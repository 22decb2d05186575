//! # Router
//!
//! The three screens and the guard that decides whether a screen may open.
//!
//! ## Navigation Guard
//! ```text
//! ┌─────────────────────────────────────────────────────────────────────────┐
//! │                                                                         │
//! │  /clients ───────────────────────────────────────────► Allow           │
//! │                                                                         │
//! │  /invoice, /editor                                                     │
//! │     │                                                                   │
//! │     ├── no clients loaded ──────────► Redirect(/clients)               │
//! │     ├── no client selected ─────────► Redirect(/clients)               │
//! │     └── selected client in list ────► Allow                            │
//! │                                                                         │
//! └─────────────────────────────────────────────────────────────────────────┘
//! ```
//!
//! Clients must be loaded before the first guard runs; see
//! [`Session::start`](crate::Session::start).

use serde::{Deserialize, Serialize};

use crate::state::ClientsState;

/// A screen of the app.
#[derive(Debug, Clone, Copy, PartialEq, Eq, Hash, Serialize, Deserialize)]
#[serde(rename_all = "lowercase")]
pub enum Route {
    /// Client list and selection
    Clients,
    /// Invoice overview for the selected client
    Invoice,
    /// Line editor for the open draft
    Editor,
}

impl Route {
    pub const ALL: [Route; 3] = [Route::Clients, Route::Invoice, Route::Editor];

    /// Parses a path such as `/editor`. Trailing slashes and query strings
    /// are ignored; unknown paths give `None`.
    pub fn from_path(path: &str) -> Option<Route> {
        let path = path.split(['?', '#']).next().unwrap_or_default();
        match path.trim_end_matches('/') {
            "/clients" => Some(Route::Clients),
            "/invoice" => Some(Route::Invoice),
            "/editor" => Some(Route::Editor),
            _ => None,
        }
    }

    pub fn path(&self) -> &'static str {
        match self {
            Route::Clients => "/clients",
            Route::Invoice => "/invoice",
            Route::Editor => "/editor",
        }
    }

    /// True for screens that only make sense with a selected client.
    pub fn needs_client(&self) -> bool {
        !matches!(self, Route::Clients)
    }
}

impl std::fmt::Display for Route {
    fn fmt(&self, f: &mut std::fmt::Formatter<'_>) -> std::fmt::Result {
        f.write_str(self.path())
    }
}

/// Outcome of a guarded navigation.
#[derive(Debug, Clone, Copy, PartialEq, Eq, Serialize)]
#[serde(tag = "kind", content = "route", rename_all = "lowercase")]
pub enum Navigation {
    Allow(Route),
    Redirect(Route),
}

impl Navigation {
    /// The route that will actually be shown.
    pub fn route(&self) -> Route {
        match self {
            Navigation::Allow(route) | Navigation::Redirect(route) => *route,
        }
    }
}

/// Decides whether `route` may open given the current client state.
pub fn guard(route: Route, clients: &ClientsState) -> Navigation {
    if !route.needs_client() {
        return Navigation::Allow(route);
    }
    if clients.has_clients() && clients.selected_client().is_some() {
        Navigation::Allow(route)
    } else {
        tracing::debug!(%route, "No client selected, redirecting to /clients");
        Navigation::Redirect(Route::Clients)
    }
}

#[cfg(test)]
mod tests {
    use super::*;
    use crate::state::MemorySelectionStore;
    use quill_http::ApiClient;
    use serde_json::json;
    use std::sync::Arc;
    use wiremock::matchers::{method, path};
    use wiremock::{Mock, MockServer, ResponseTemplate};

    #[test]
    fn test_from_path() {
        assert_eq!(Route::from_path("/clients"), Some(Route::Clients));
        assert_eq!(Route::from_path("/editor/"), Some(Route::Editor));
        assert_eq!(Route::from_path("/invoice?tab=lines"), Some(Route::Invoice));
        assert_eq!(Route::from_path("/settings"), None);
        assert_eq!(Route::from_path(""), None);

        for route in Route::ALL {
            assert_eq!(Route::from_path(route.path()), Some(route));
        }
    }

    #[tokio::test]
    async fn test_guard_redirects_without_selection() {
        let server = MockServer::start().await;
        Mock::given(method("GET"))
            .and(path("/api/clients"))
            .respond_with(ResponseTemplate::new(200).set_body_json(json!([{
                "id": 1,
                "name": "Ada",
                "created_at": "2025-01-02T10:00:00.000Z"
            }])))
            .mount(&server)
            .await;

        let clients = ClientsState::new(
            ApiClient::new(server.uri()).clients(),
            Arc::new(MemorySelectionStore::default()),
        );
        clients.load().await;

        assert_eq!(guard(Route::Clients, &clients), Navigation::Allow(Route::Clients));
        assert_eq!(
            guard(Route::Editor, &clients),
            Navigation::Redirect(Route::Clients)
        );

        clients.select(Some(1)).unwrap();
        assert_eq!(guard(Route::Editor, &clients), Navigation::Allow(Route::Editor));
        assert_eq!(guard(Route::Invoice, &clients).route(), Route::Invoice);
    }

    #[tokio::test]
    async fn test_guard_redirects_when_clients_failed_to_load() {
        let server = MockServer::start().await;
        Mock::given(method("GET"))
            .and(path("/api/clients"))
            .respond_with(ResponseTemplate::new(500))
            .mount(&server)
            .await;

        // a persisted selection is not enough without a loaded list
        let clients = ClientsState::new(
            ApiClient::new(server.uri()).clients(),
            Arc::new(MemorySelectionStore::new(Some(1))),
        );
        clients.load().await;
        assert_eq!(
            guard(Route::Invoice, &clients),
            Navigation::Redirect(Route::Clients)
        );
    }

    #[test]
    fn test_navigation_serializes() {
        assert_eq!(
            serde_json::to_value(Navigation::Redirect(Route::Clients)).unwrap(),
            json!({ "kind": "redirect", "route": "clients" })
        );
    }
}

▸ Brief
Repeat the entries exactly, all of them.

▸ Result of this exercise
repository 22decb2d05186575
//! # Router
//!
//! The three screens and the guard that decides whether a screen may open.
//!
//! ## Navigation Guard
//! ```text
//! ┌─────────────────────────────────────────────────────────────────────────┐
//! │                                                                         │
//! │  /clients ───────────────────────────────────────────► Allow           │
//! │                                                                         │
//! │  /invoice, /editor                                                     │
//! │     │                                                                   │
//! │     ├── no clients loaded ──────────► Redirect(/clients)               │
//! │     ├── no client selected ─────────► Redirect(/clients)               │
//! │     └── selected client in list ────► Allow                            │
//! │                                                                         │
//! └─────────────────────────────────────────────────────────────────────────┘
//! ```
//!
//! Clients must be loaded before the first guard runs; see
//! [`Session::start`](crate::Session::start).

use serde::{Deserialize, Serialize};

use crate::state::ClientsState;

/// A screen of the app.
#[derive(Debug, Clone, Copy, PartialEq, Eq, Hash, Serialize, Deserialize)]
#[serde(rename_all = "lowercase")]
pub enum Route {
    /// Client list and selection
    Clients,
    /// Invoice overview for the selected client
    Invoice,
    /// Line editor for the open draft
    Editor,
}

impl Route {
    pub const ALL: [Route; 3] = [Route::Clients, Route::Invoice, Route::Editor];

    /// Parses a path such as `/editor`. Trailing slashes and query strings
    /// are ignored; unknown paths give `None`.
    pub fn from_path(path: &str) -> Option<Route> {
        let path = path.split(['?', '#']).next().unwrap_or_default();
        match path.trim_end_matches('/') {
            "/clients" => Some(Route::Clients),
            "/invoice" => Some(Route::Invoice),
            "/editor" => Some(Route::Editor),
            _ => None,
        }
    }

    pub fn path(&self) -> &'static str {
        match self {
            Route::Clients => "/clients",
            Route::Invoice => "/invoice",
            Route::Editor => "/editor",
        }
    }

    /// True for screens that only make sense with a selected client.
    pub fn needs_client(&self) -> bool {
        !matches!(self, Route::Clients)
    }
}

impl std::fmt::Display for Route {
    fn fmt(&self, f: &mut std::fmt::Formatter<'_>) -> std::fmt::Result {
        f.write_str(self.path())
    }
}

/// Outcome of a guarded navigation.
#[derive(Debug, Clone, Copy, PartialEq, Eq, Serialize)]
#[serde(tag = "kind", content = "route", rename_all = "lowercase")]
pub enum Navigation {
    Allow(Route),
    Redirect(Route),
}

impl Navigation {
    /// The route that will actually be shown.
    pub fn route(&self) -> Route {
        match self {
            Navigation::Allow(route) | Navigation::Redirect(route) => *route,
        }
    }
}

/// Decides whether `route` may open given the current client state.
pub fn guard(route: Route, clients: &ClientsState) -> Navigation {
    if !route.needs_client() {
        return Navigation::Allow(route);
    }
    if clients.has_clients() && clients.selected_client().is_some() {
        Navigation::Allow(route)
    } else {
        tracing::debug!(%route, "No client selected, redirecting to /clients");
        Navigation::Redirect(Route::Clients)
    }
}

#[cfg(test)]
mod tests {
    use super::*;
    use crate::state::MemorySelectionStore;
    use quill_http::ApiClient;
    use serde_json::json;
    use std::sync::Arc;
    use wiremock::matchers::{method, path};
    use wiremock::{Mock, MockServer, ResponseTemplate};

    #[test]
    fn test_from_path() {
        assert_eq!(Route::from_path("/clients"), Some(Route::Clients));
        assert_eq!(Route::from_path("/editor/"), Some(Route::Editor));
        assert_eq!(Route::from_path("/invoice?tab=lines"), Some(Route::Invoice));
        assert_eq!(Route::from_path("/settings"), None);
        assert_eq!(Route::from_path(""), None);

        for route in Route::ALL {
            assert_eq!(Route::from_path(route.path()), Some(route));
        }
    }

    #[tokio::test]
    async fn test_guard_redirects_without_selection() {
        let server = MockServer::start().await;
        Mock::given(method("GET"))
            .and(path("/api/clients"))
            .respond_with(ResponseTemplate::new(200).set_body_json(json!([{
                "id": 1,
                "name": "Ada",
                "created_at": "2025-01-02T10:00:00.000Z"
            }])))
            .mount(&server)
            .await;

        let clients = ClientsState::new(
            ApiClient::new(server.uri()).clients(),
            Arc::new(MemorySelectionStore::default()),
        );
        clients.load().await;

        assert_eq!(guard(Route::Clients, &clients), Navigation::Allow(Route::Clients));
        assert_eq!(
            guard(Route::Editor, &clients),
            Navigation::Redirect(Route::Clients)
        );

        clients.select(Some(1)).unwrap();
        assert_eq!(guard(Route::Editor, &clients), Navigation::Allow(Route::Editor));
        assert_eq!(guard(Route::Invoice, &clients).route(), Route::Invoice);
    }

    #[tokio::test]
    async fn test_guard_redirects_when_clients_failed_to_load() {
        let server = MockServer::start().await;
        Mock::given(method("GET"))
            .and(path("/api/clients"))
            .respond_with(ResponseTemplate::new(500))
            .mount(&server)
            .await;

        // a persisted selection is not enough without a loaded list
        let clients = ClientsState::new(
            ApiClient::new(server.uri()).clients(),
            Arc::new(MemorySelectionStore::new(Some(1))),
        );
        clients.load().await;
        assert_eq!(
            guard(Route::Invoice, &clients),
            Navigation::Redirect(Route::Clients)
        );
    }

    #[test]
    fn test_navigation_serializes() {
        assert_eq!(
            serde_json::to_value(Navigation::Redirect(Route::Clients)).unwrap(),
            json!({ "kind": "redirect", "route": "clients" })
        );
    }
}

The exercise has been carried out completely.